Cormac Joseph Carney (born May 6, 1959) is a United States district judge of the United States District Court for the Central District of California.

Early life and education
Carney was born in Detroit, Michigan to Irish immigrant parents, both of whom were medical doctors. His father was a County Mayo Gaelic football player, Pádraig Carney. The elder Carney immigrated to the United States to further his medical career. Cormac was raised in Long Beach, California, where he attended St. Anthony High School. Carney received a Bachelor of Arts degree from the University of California, Los Angeles (UCLA) in 1983 and a Juris Doctor from Harvard Law School in 1987. He attended the U.S. Air Force Academy for one year before transferring to UCLA.

Football career
Carney was a wide receiver on the UCLA Bruins football team. He was named to the GTE/CoSIDA Academic All-America football team, and inducted into the CoSIDA Academic All-America Hall of Fame in 2005. He was also named to the 1981 and 1982 All-Pacific-10 Conference football teams.
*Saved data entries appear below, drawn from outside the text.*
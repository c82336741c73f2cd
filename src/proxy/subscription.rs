//! Subscription feed resolution
//!
//! Fetches the Base64 feed, turns each URI line into an adapter, checks that
//! every backing executable exists and ranks the result by latency.

use std::collections::BTreeSet;
use std::path::PathBuf;
use std::sync::Arc;
use std::time::Duration;

use async_trait::async_trait;
use reqwest::Client;
use tracing::{debug, error, info, instrument, warn};
use url::Url;

use super::adapter::ProxyAdapter;
use super::latency::{rank, DEFAULT_PROBE_TIMEOUT};
use super::shadowsocks::ShadowsocksAdapter;
use crate::config::Config;
use crate::error::{PassError, Result};
use crate::models::{decode_base64_padded, ProxyScheme, ShadowsocksServer};

/// Timeout of the plain subscription fetch
pub const FETCH_TIMEOUT: Duration = Duration::from_secs(30);

/// Settings applied to every adapter built from the feed
#[derive(Debug, Clone)]
pub struct CandidateOptions {
    /// Shared local listening port
    pub local_port: u16,
    /// Backing executable for shadowsocks candidates
    pub ss_local_bin: PathBuf,
}

/// Anything that can produce a ranked candidate pool
#[async_trait]
pub trait CandidateSource: Send + Sync {
    async fn resolve(&self) -> Result<Vec<Arc<dyn ProxyAdapter>>>;
}

/// Decode the feed body into trimmed, non-empty URI lines
pub fn decode_subscription(body: &str) -> Result<Vec<String>> {
    let raw = decode_base64_padded(body.trim())?;
    let text = String::from_utf8(raw).map_err(|e| PassError::Decode(e.to_string()))?;

    Ok(text
        .replace("\r\n", "\n")
        .split('\n')
        .map(|line| line.trim().to_string())
        .filter(|line| !line.is_empty())
        .collect())
}

/// Build an adapter from one URI line.
///
/// Returns `Ok(None)` for lines without a scheme.
pub fn parse_candidate(line: &str, options: &CandidateOptions) -> Result<Option<Arc<dyn ProxyAdapter>>> {
    let url = match Url::parse(line) {
        Ok(url) => url,
        Err(url::ParseError::RelativeUrlWithoutBase) => return Ok(None),
        Err(e) => return Err(e.into()),
    };

    match ProxyScheme::from_str(url.scheme()) {
        Some(ProxyScheme::Shadowsocks) => {
            let server = ShadowsocksServer::from_url(&url)?;
            Ok(Some(Arc::new(ShadowsocksAdapter::new(
                server,
                options.local_port,
                options.ss_local_bin.clone(),
            ))))
        }
        None => Err(PassError::UnsupportedScheme(url.scheme().to_string())),
    }
}

/// Parse every line, logging and skipping the ones that cannot be used
pub fn parse_candidates(lines: &[String], options: &CandidateOptions) -> Vec<Arc<dyn ProxyAdapter>> {
    let mut candidates = Vec::with_capacity(lines.len());

    for line in lines {
        match parse_candidate(line, options) {
            Ok(Some(candidate)) => {
                debug!("Proxy URL parsed: {}", candidate.identity());
                candidates.push(candidate);
            }
            Ok(None) => {}
            Err(PassError::UnsupportedScheme(scheme)) => {
                info!("Unknown proxy protocol {}, skipping {}", scheme, line);
            }
            Err(e) if e.is_per_candidate() => {
                warn!("Invalid proxy URL, skipping {}: {}", line, e);
            }
            Err(e) => {
                error!("Failed to build proxy from {}: {}", line, e);
            }
        }
    }

    candidates
}

/// Fail if any executable referenced by the pool is missing
pub async fn verify_executables(candidates: &[Arc<dyn ProxyAdapter>]) -> Result<()> {
    let executables: BTreeSet<PathBuf> = candidates
        .iter()
        .map(|c| c.executable().to_path_buf())
        .collect();

    for executable in executables {
        if tokio::fs::metadata(&executable).await.is_err() {
            return Err(PassError::MissingExecutable(executable));
        }
    }

    Ok(())
}

/// Resolves the configured subscription URL into a ranked pool
pub struct SubscriptionResolver {
    url: String,
    client: Client,
    options: CandidateOptions,
}

impl SubscriptionResolver {
    pub fn new(url: impl Into<String>, options: CandidateOptions) -> Result<Self> {
        // The feed must never be fetched through the local proxy we supervise
        let client = Client::builder()
            .no_proxy()
            .timeout(FETCH_TIMEOUT)
            .build()
            .map_err(|e| PassError::Internal(format!("failed to build HTTP client: {}", e)))?;

        Ok(Self {
            url: url.into(),
            client,
            options,
        })
    }

    pub fn from_config(config: &Config) -> Result<Self> {
        Self::new(
            config.subscription.url.clone(),
            CandidateOptions {
                local_port: config.port,
                ss_local_bin: config.subscription.ss_local_bin.clone(),
            },
        )
    }

    /// Fetch the raw feed body
    pub async fn fetch(&self) -> Result<String> {
        let body = self
            .client
            .get(&self.url)
            .send()
            .await?
            .error_for_status()?
            .text()
            .await?;
        Ok(body)
    }
}

#[async_trait]
impl CandidateSource for SubscriptionResolver {
    #[instrument(skip(self))]
    async fn resolve(&self) -> Result<Vec<Arc<dyn ProxyAdapter>>> {
        let body = self.fetch().await?;
        let lines = decode_subscription(&body)?;
        let candidates = parse_candidates(&lines, &self.options);
        verify_executables(&candidates).await?;

        let ranked = rank(candidates, DEFAULT_PROBE_TIMEOUT).await;

        info!("Available proxies: {}", ranked.len());
        for candidate in &ranked {
            info!(
                "{} {}ms",
                candidate.identity(),
                candidate.latency().as_millis()
            );
        }

        Ok(ranked)
    }
}

#[cfg(test)]
mod tests {
    use super::*;
    use base64::{engine::general_purpose::STANDARD, Engine};
    use tokio::io::{AsyncReadExt, AsyncWriteExt};
    use tokio::net::TcpListener;

    fn options(bin: impl Into<PathBuf>) -> CandidateOptions {
        CandidateOptions {
            local_port: 1080,
            ss_local_bin: bin.into(),
        }
    }

    /// Serve `body` once over plain HTTP and return the feed URL
    async fn serve_once(body: String) -> String {
        let listener = TcpListener::bind("127.0.0.1:0").await.unwrap();
        let addr = listener.local_addr().unwrap();

        tokio::spawn(async move {
            let (mut socket, _) = listener.accept().await.unwrap();
            let mut buf = vec![0u8; 4096];
            let _ = socket.read(&mut buf).await;
            let response = format!(
                "HTTP/1.1 200 OK\r\nContent-Type: text/plain\r\nContent-Length: {}\r\nConnection: close\r\n\r\n{}",
                body.len(),
                body
            );
            socket.write_all(response.as_bytes()).await.unwrap();
            let _ = socket.shutdown().await;
        });

        format!("http://{}/feed", addr)
    }

    #[test]
    fn test_decode_subscription_normalizes_lines() {
        let feed = STANDARD.encode("ss://a@h:1\r\nss://b@h:2\n\n  \nvmess://xyz\n");
        // Strip padding to exercise the padding-tolerant decoder
        let feed = feed.trim_end_matches('=');

        let lines = decode_subscription(feed).unwrap();
        assert_eq!(lines, vec!["ss://a@h:1", "ss://b@h:2", "vmess://xyz"]);
    }

    #[test]
    fn test_decode_subscription_rejects_garbage() {
        assert!(matches!(
            decode_subscription("this is not base64!"),
            Err(PassError::Decode(_))
        ));
    }

    #[test]
    fn test_parse_candidate_schemes() {
        let opts = options("/usr/bin/ss-local");

        let ss = parse_candidate("ss://YWVzLTI1Ni1nY206c2VjcmV0@example.net:8388", &opts)
            .unwrap()
            .unwrap();
        assert_eq!(ss.identity(), "example.net:8388");
        assert_eq!(ss.executable(), std::path::Path::new("/usr/bin/ss-local"));

        assert!(matches!(
            parse_candidate("vmess://eyJhZGQiOiJ4In0=", &opts),
            Err(PassError::UnsupportedScheme(s)) if s == "vmess"
        ));
        assert!(parse_candidate("no scheme here", &opts).unwrap().is_none());
        assert!(parse_candidate("ss://[::1", &opts).is_err());
    }

    #[test]
    fn test_parse_candidates_skips_bad_lines() {
        let lines: Vec<String> = vec![
            "ss://YWVzLTI1Ni1nY206c2VjcmV0@a.example:8388".into(),
            "trojan://pw@b.example:443".into(),
            "ss://!!!!@c.example:8388".into(),
            "just text".into(),
            "ss://aes-128-gcm:pw@d.example:8389".into(),
        ];

        let candidates = parse_candidates(&lines, &options("/usr/bin/ss-local"));
        let ids: Vec<String> = candidates.iter().map(|c| c.identity()).collect();
        assert_eq!(ids, vec!["a.example:8388", "d.example:8389"]);
    }

    #[tokio::test]
    async fn test_verify_executables() {
        let exe = tempfile::NamedTempFile::new().unwrap();
        let lines = vec!["ss://YWVzLTI1Ni1nY206c2VjcmV0@a.example:8388".to_string()];

        let present = parse_candidates(&lines, &options(exe.path()));
        assert!(verify_executables(&present).await.is_ok());

        let missing = parse_candidates(&lines, &options("/nonexistent/ss-local"));
        assert!(matches!(
            verify_executables(&missing).await,
            Err(PassError::MissingExecutable(_))
        ));

        // An empty pool references nothing
        assert!(verify_executables(&[]).await.is_ok());
    }

    #[tokio::test]
    async fn test_resolve_fetches_and_ranks() {
        let exe = tempfile::NamedTempFile::new().unwrap();
        let up = TcpListener::bind("127.0.0.1:0").await.unwrap();
        let up_port = up.local_addr().unwrap().port();
        let down = TcpListener::bind("127.0.0.1:0").await.unwrap();
        let down_port = down.local_addr().unwrap().port();
        drop(down);

        let feed = STANDARD.encode(format!(
            "ss://YWVzLTI1Ni1nY206c2VjcmV0@127.0.0.1:{}\nss://YWVzLTI1Ni1nY206c2VjcmV0@127.0.0.1:{}\n",
            down_port, up_port
        ));
        let url = serve_once(feed).await;

        let resolver = SubscriptionResolver::new(url, options(exe.path())).unwrap();
        let ranked = resolver.resolve().await.unwrap();

        assert_eq!(ranked.len(), 1);
        assert_eq!(ranked[0].identity(), format!("127.0.0.1:{}", up_port));
    }

    #[tokio::test]
    async fn test_resolve_missing_executable_is_fatal() {
        let up = TcpListener::bind("127.0.0.1:0").await.unwrap();
        let up_port = up.local_addr().unwrap().port();
        let feed = STANDARD.encode(format!(
            "ss://YWVzLTI1Ni1nY206c2VjcmV0@127.0.0.1:{}\n",
            up_port
        ));
        let url = serve_once(feed).await;

        let resolver = SubscriptionResolver::new(url, options("/nonexistent/ss-local")).unwrap();
        assert!(matches!(
            resolver.resolve().await,
            Err(PassError::MissingExecutable(_))
        ));
    }

    #[tokio::test]
    async fn test_fetch_unreachable_is_transient() {
        let listener = TcpListener::bind("127.0.0.1:0").await.unwrap();
        let addr = listener.local_addr().unwrap();
        drop(listener);

        let resolver =
            SubscriptionResolver::new(format!("http://{}/feed", addr), options("/bin/sh")).unwrap();
        let Err(err) = resolver.resolve().await else {
            panic!("unreachable feed resolved");
        };
        assert!(matches!(err, PassError::SubscriptionFetch(_)));
        assert!(err.is_transient());
    }
}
A highlight of his college football career was UCLA's victory over Michigan in the 1983 Rose Bowl.

He played for the USFL team Memphis Showboats in the 1984 season. Carney made 37 receptions for 701 yards and 2 touchdowns.

Legal career
Carney practiced law Los Angeles for four years with Latham & Watkins and eleven years with O'Melveny & Myers.

Judicial service

California state court
In October 2001, Carney was appointed by Governor Gray Davis to the bench of the California Superior Court in Orange County. He served on the state bench, presiding over civil and criminal trials, until his appointment to the federal district court.

Federal district court

Appointment
On January 7, 2003, Carney was nominated by President George W. Bush to a seat on the United States District Court for the Central District of California vacated by Carlos R. Moreno. A substantial majority of the American Bar Association's Standing Committee on the Federal Judiciary rated Carney as "qualified" for the post, while a minority of the committee members abstained. (ABA rankings of judicial nominees are on a three-part scale: well-qualified, qualified, and not qualified.) Carney was confirmed by the U.S. Senate on April 7, 2003, on a vote of 80–0, and received his commission on April 9, 2003.

Notable decisions
In 2009, Carney dismissed fraud and conspiracy charges against two executives of Broadcom Corporation, a telecommunications company, because of prosecutorial misconduct. Carney also vacated a guilty plea by Broadcom co-founder Henry Samueli and dismissed a civil case brought by the Securities and Exchange Commission against four Broadcom executives. Carney found that the government had violated the defendants' right to a fair trial and right to due process by, among other things, engaged in conduct that "intimidated and improperly influenced" three important defense witnesses to try to prevent them from testifying and by leaking confidential grand jury proceedings.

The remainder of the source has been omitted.